- Conference: Sun Belt Conference
- East Division
- Record: 3–9 (1–7 Sun Belt)
- Head coach: Dell McGee (1st season);
- Offensive coordinator: Jim Chaney (1st season)
- Offensive scheme: Pro-style
- Defensive coordinator: Kevin Sherrer (1st season)
- Base defense: 4–2–5
- Home stadium: Center Parc Stadium

= 2024 Georgia State Panthers football team =

American college football season

The 2024 Georgia State Panthers football team represented Georgia State University in the Sun Belt Conference's East Division during the 2024 NCAA Division I FBS football season.
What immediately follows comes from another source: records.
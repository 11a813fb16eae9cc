use indexmap::IndexMap;

/// TermFrequency struct
/// Counts raw occurrences of each term within one document.
/// Terms keep the order of their first occurrence, so later stable sorts
/// resolve equal weights the same way on every run.
///
/// # Examples
/// ```
/// use tfidf_cloud::TermFrequency;
/// let mut term_freq = TermFrequency::new();
/// term_freq.add_term("苹果");
/// term_freq.add_term("香蕉");
/// term_freq.add_term("苹果");
///
/// assert_eq!(term_freq.term_count("苹果"), 2);
/// assert_eq!(term_freq.term_sum(), 3);
/// ```
#[derive(Debug, Clone, Default, PartialEq)]
pub struct TermFrequency {
    term_count: IndexMap<String, u64>,
    total_term_count: u64,
}

/// Implementation for adding terms
impl TermFrequency {
    /// Create a new TermFrequency
    pub fn new() -> Self {
        TermFrequency {
            term_count: IndexMap::new(),
            total_term_count: 0,
        }
    }

    /// Add a term
    ///
    /// # Arguments
    /// * `term` - term to add
    #[inline]
    pub fn add_term(&mut self, term: &str) -> &mut Self {
        // avoid allocating for terms already seen
        if let Some(count) = self.term_count.get_mut(term) {
            *count += 1;
        } else {
            self.term_count.insert(term.to_string(), 1);
        }
        self.total_term_count += 1;
        self
    }

    /// Add multiple terms
    ///
    /// # Arguments
    /// * `terms` - Slice of terms to add
    #[inline]
    pub fn add_terms<T>(&mut self, terms: &[T]) -> &mut Self
    where
        T: AsRef<str>,
    {
        for term in terms {
            self.add_term(term.as_ref());
        }
        self
    }

    /// Merge the counts of another TermFrequency into this one
    pub fn add_terms_from_freq(&mut self, other: &TermFrequency) -> &mut Self {
        for (term, &count) in &other.term_count {
            *self.term_count.entry(term.clone()).or_insert(0) += count;
            self.total_term_count += count;
        }
        self
    }
}

impl<T> From<&[T]> for TermFrequency
where
    T: AsRef<str>,
{
    fn from(terms: &[T]) -> Self {
        let mut tf = TermFrequency::new();
        tf.add_terms(terms);
        tf
    }
}

/// Implementation for retrieving information from TermFrequency
impl TermFrequency {
    /// Iterate over terms and their counts in first-occurrence order
    #[inline]
    pub fn iter(&self) -> impl Iterator<Item = (&str, u64)> {
        self.term_count
            .iter()
            .map(|(term, &count)| (term.as_str(), count))
    }

    /// Get the total count of all terms
    #[inline]
    pub fn term_sum(&self) -> u64 {
        self.total_term_count
    }

    /// Get the occurrence count for a specific term, 0 when absent
    #[inline]
    pub fn term_count(&self, term: &str) -> u64 {
        self.term_count.get(term).copied().unwrap_or(0)
    }

    #[inline]
    pub fn contains_term(&self, term: &str) -> bool {
        self.term_count.contains_key(term)
    }

    /// Iterate over the distinct terms
    #[inline]
    pub fn term_set_iter(&self) -> impl Iterator<Item = &str> {
        self.term_count.keys().map(|s| s.as_str())
    }

    /// Get the number of unique terms
    #[inline]
    pub fn term_num(&self) -> usize {
        self.term_count.len()
    }

    #[inline]
    pub fn is_empty(&self) -> bool {
        self.total_term_count == 0
    }

    /// Terms sorted by count, descending
    /// Equal counts keep first-occurrence order.
    pub fn sorted_frequency_vector(&self) -> Vec<(&str, u64)> {
        let mut term_list: Vec<(&str, u64)> = self.iter().collect();
        term_list.sort_by(|a, b| b.1.cmp(&a.1));
        term_list
    }

    /// Get the probability P(term) for a specific term
    /// Returns 0.0 if total is 0
    #[inline]
    pub fn probability(&self, term: &str) -> f64 {
        if self.total_term_count == 0 {
            return 0.0;
        }
        (self.term_count(term) as f64) / (self.total_term_count as f64)
    }
}
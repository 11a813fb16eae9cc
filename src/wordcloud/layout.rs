//! Spiral word placement.

use rand::{rngs::StdRng, Rng, SeedableRng};

use crate::utils::scaler::relative_to_max;

/// Layout parameters of a cloud
#[derive(Debug, Clone, PartialEq)]
pub struct LayoutOptions {
    pub width: f64,
    pub height: f64,
    pub min_font_size: f64,
    pub max_font_size: f64,
    /// probability of a word being laid out horizontally
    pub prefer_horizontal: f64,
    /// font size multiplier applied when a word does not fit
    pub shrink: f64,
    /// empty space kept around each word, in pixels
    pub margin: f64,
    pub seed: u64,
}

impl Default for LayoutOptions {
    fn default() -> Self {
        Self {
            width: 800.0,
            height: 600.0,
            min_font_size: 10.0,
            max_font_size: 120.0,
            prefer_horizontal: 0.9,
            shrink: 0.85,
            margin: 2.0,
            seed: 42,
        }
    }
}

/// A word with its final position
/// `x`/`y` are the center of the word's box.
#[derive(Debug, Clone, PartialEq)]
pub struct PlacedWord {
    pub text: String,
    pub x: f64,
    pub y: f64,
    pub font_size: f64,
    pub vertical: bool,
    /// weight relative to the heaviest word, 0.0..=1.0
    pub relative_weight: f64,
}

#[derive(Debug, Clone, Copy)]
struct Rect {
    x: f64,
    y: f64,
    w: f64,
    h: f64,
}

impl Rect {
    #[inline]
    fn intersects(&self, other: &Rect) -> bool {
        self.x < other.x + other.w
            && other.x < self.x + self.w
            && self.y < other.y + other.h
            && other.y < self.y + self.h
    }
}

/// Rendered width of `text` at `font_size`
/// CJK glyphs are square, ASCII glyphs are about 0.6 em wide.
pub fn text_width(text: &str, font_size: f64) -> f64 {
    text.chars()
        .map(|c| if c.is_ascii() { 0.6 } else { 1.0 })
        .sum::<f64>()
        * font_size
}

/// Place `words` (heaviest first, weights positive) on an Archimedean spiral
/// A word that cannot be placed even at the minimum font size is left out
/// and layout goes on with the next one. Words whose minimum-size box
/// covers the box of an earlier failure are skipped without searching.
pub fn layout(words: &[(String, f64)], options: &LayoutOptions) -> Vec<PlacedWord> {
    let max_weight = words.iter().map(|(_, w)| *w).fold(0.0f64, f64::max);
    if max_weight <= 0.0 {
        return Vec::new();
    }

    let mut rng = StdRng::seed_from_u64(options.seed);
    let prefer_horizontal = options.prefer_horizontal.clamp(0.0, 1.0);
    let mut occupied: Vec<Rect> = Vec::with_capacity(words.len());
    let mut placed = Vec::with_capacity(words.len());
    // minimum-size boxes that found no spot
    let mut failed: Vec<(f64, f64)> = Vec::new();
    let mut skipped = 0usize;

    for (text, weight) in words {
        let relative = relative_to_max(*weight, max_weight).clamp(0.0, 1.0);
        let vertical = !rng.gen_bool(prefer_horizontal);
        let (min_w, min_h) = word_box(text, options.min_font_size, vertical, options);
        if failed.iter().any(|&(w, h)| min_w >= w && min_h >= h) {
            skipped += 1;
            continue;
        }
        let mut font_size = options.min_font_size
            + (options.max_font_size - options.min_font_size) * relative;

        let spot = loop {
            if let Some(rect) = find_spot(text, font_size, vertical, &occupied, options) {
                break Some(rect);
            }
            if font_size <= options.min_font_size {
                break None;
            }
            font_size = (font_size * options.shrink).max(options.min_font_size);
        };

        let Some(rect) = spot else {
            failed.push((min_w, min_h));
            skipped += 1;
            continue;
        };

        occupied.push(rect);
        placed.push(PlacedWord {
            text: text.clone(),
            x: rect.x + rect.w / 2.0,
            y: rect.y + rect.h / 2.0,
            font_size,
            vertical,
            relative_weight: relative,
        });
    }
    if skipped > 0 {
        log::debug!("{} words placed, {skipped} left out", placed.len());
    }
    placed
}

/// Size of the box a word occupies, margin included
fn word_box(text: &str, font_size: f64, vertical: bool, options: &LayoutOptions) -> (f64, f64) {
    let (mut w, mut h) = (text_width(text, font_size), font_size);
    if vertical {
        std::mem::swap(&mut w, &mut h);
    }
    (w + 2.0 * options.margin, h + 2.0 * options.margin)
}

/// Walk the spiral outwards from the center until the word's box fits
fn find_spot(
    text: &str,
    font_size: f64,
    vertical: bool,
    occupied: &[Rect],
    options: &LayoutOptions,
) -> Option<Rect> {
    let (w, h) = word_box(text, font_size, vertical, options);
    if w > options.width || h > options.height {
        return None;
    }

    let (cx, cy) = (options.width / 2.0, options.height / 2.0);
    let max_radius = (cx * cx + cy * cy).sqrt();
    // radius grows 4px per turn-radian, steps are ~8px of arc
    let spacing = 4.0;
    let mut theta = 0.0f64;
    loop {
        let r = spacing * theta;
        if r > max_radius {
            return None;
        }
        let rect = Rect {
            x: cx + r * theta.cos() - w / 2.0,
            y: cy + r * theta.sin() - h / 2.0,
            w,
            h,
        };
        let inside = rect.x >= 0.0
            && rect.y >= 0.0
            && rect.x + rect.w <= options.width
            && rect.y + rect.h <= options.height;
        if inside && !occupied.iter().any(|o| o.intersects(&rect)) {
            return Some(rect);
        }
        theta += 8.0 / r.max(8.0);
    }
}

#[cfg(test)]
mod tests {
    use super::*;

    fn words(n: usize) -> Vec<(String, f64)> {
        (0..n).map(|i| (format!("词语{i}"), (n - i) as f64)).collect()
    }

    fn boxes_of(placed: &[PlacedWord]) -> Vec<Rect> {
        placed
            .iter()
            .map(|p| {
                let (mut w, mut h) = (text_width(&p.text, p.font_size), p.font_size);
                if p.vertical {
                    std::mem::swap(&mut w, &mut h);
                }
                Rect { x: p.x - w / 2.0, y: p.y - h / 2.0, w, h }
            })
            .collect()
    }

    #[test]
    fn heaviest_word_is_largest_and_central() {
        let options = LayoutOptions { prefer_horizontal: 1.0, ..LayoutOptions::default() };
        let placed = layout(&words(5), &options);
        assert_eq!(placed.len(), 5);
        assert_eq!(placed[0].font_size, options.max_font_size);
        assert_eq!(placed[0].x, options.width / 2.0);
        assert_eq!(placed[0].y, options.height / 2.0);
        assert!(placed.iter().all(|p| !p.vertical));
    }

    #[test]
    fn words_do_not_overlap_and_stay_inside() {
        let options = LayoutOptions::default();
        let placed = layout(&words(60), &options);
        assert!(!placed.is_empty());
        let boxes = boxes_of(&placed);
        for (i, a) in boxes.iter().enumerate() {
            assert!(a.x >= 0.0 && a.y >= 0.0);
            assert!(a.x + a.w <= options.width && a.y + a.h <= options.height);
            for b in &boxes[i + 1..] {
                assert!(!a.intersects(b));
            }
        }
    }

    #[test]
    fn layout_is_deterministic() {
        let options = LayoutOptions::default();
        assert_eq!(layout(&words(30), &options), layout(&words(30), &options));
    }

    #[test]
    fn too_large_word_is_shrunk_or_dropped() {
        let options = LayoutOptions {
            width: 100.0,
            height: 60.0,
            prefer_horizontal: 1.0,
            ..LayoutOptions::default()
        };
        let placed = layout(&[("中华人民共和国".to_string(), 1.0)], &options);
        assert_eq!(placed.len(), 1);
        assert!(placed[0].font_size < options.max_font_size);
    }

    #[test]
    fn shorter_word_placed_after_long_one_fails() {
        let options = LayoutOptions {
            width: 60.0,
            height: 40.0,
            prefer_horizontal: 1.0,
            ..LayoutOptions::default()
        };
        let words = vec![
            ("中华人民共和国".to_string(), 2.0),
            ("中华人民共和国成立".to_string(), 1.5),
            ("苹果".to_string(), 1.0),
        ];
        let placed = layout(&words, &options);
        assert_eq!(placed.len(), 1);
        assert_eq!(placed[0].text, "苹果");
    }

    #[test]
    fn non_positive_weights_give_nothing() {
        assert!(layout(&[("苹果".to_string(), 0.0)], &LayoutOptions::default()).is_empty());
        assert!(layout(&[], &LayoutOptions::default()).is_empty());
    }

    #[test]
    fn ascii_is_narrower() {
        assert!(text_width("ab", 10.0) < text_width("苹果", 10.0));
        assert_eq!(text_width("苹果", 10.0), 20.0);
    }
}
The Panthers were led by a new head coach, Dell McGee, who inherited a strong 2024 recruiting class from his predecessor, Shawn Elliott, including McGee's son Austin McGee, Damaine Wilson of Florida, and Indiana tight end Lane Wadle. The Panthers played their home games at the Center Parc Stadium, located in Atlanta, Georgia.

==Preseason==
===Media poll===
In the Sun Belt preseason coaches' poll, the Panthers were picked to finish in last place in the East division.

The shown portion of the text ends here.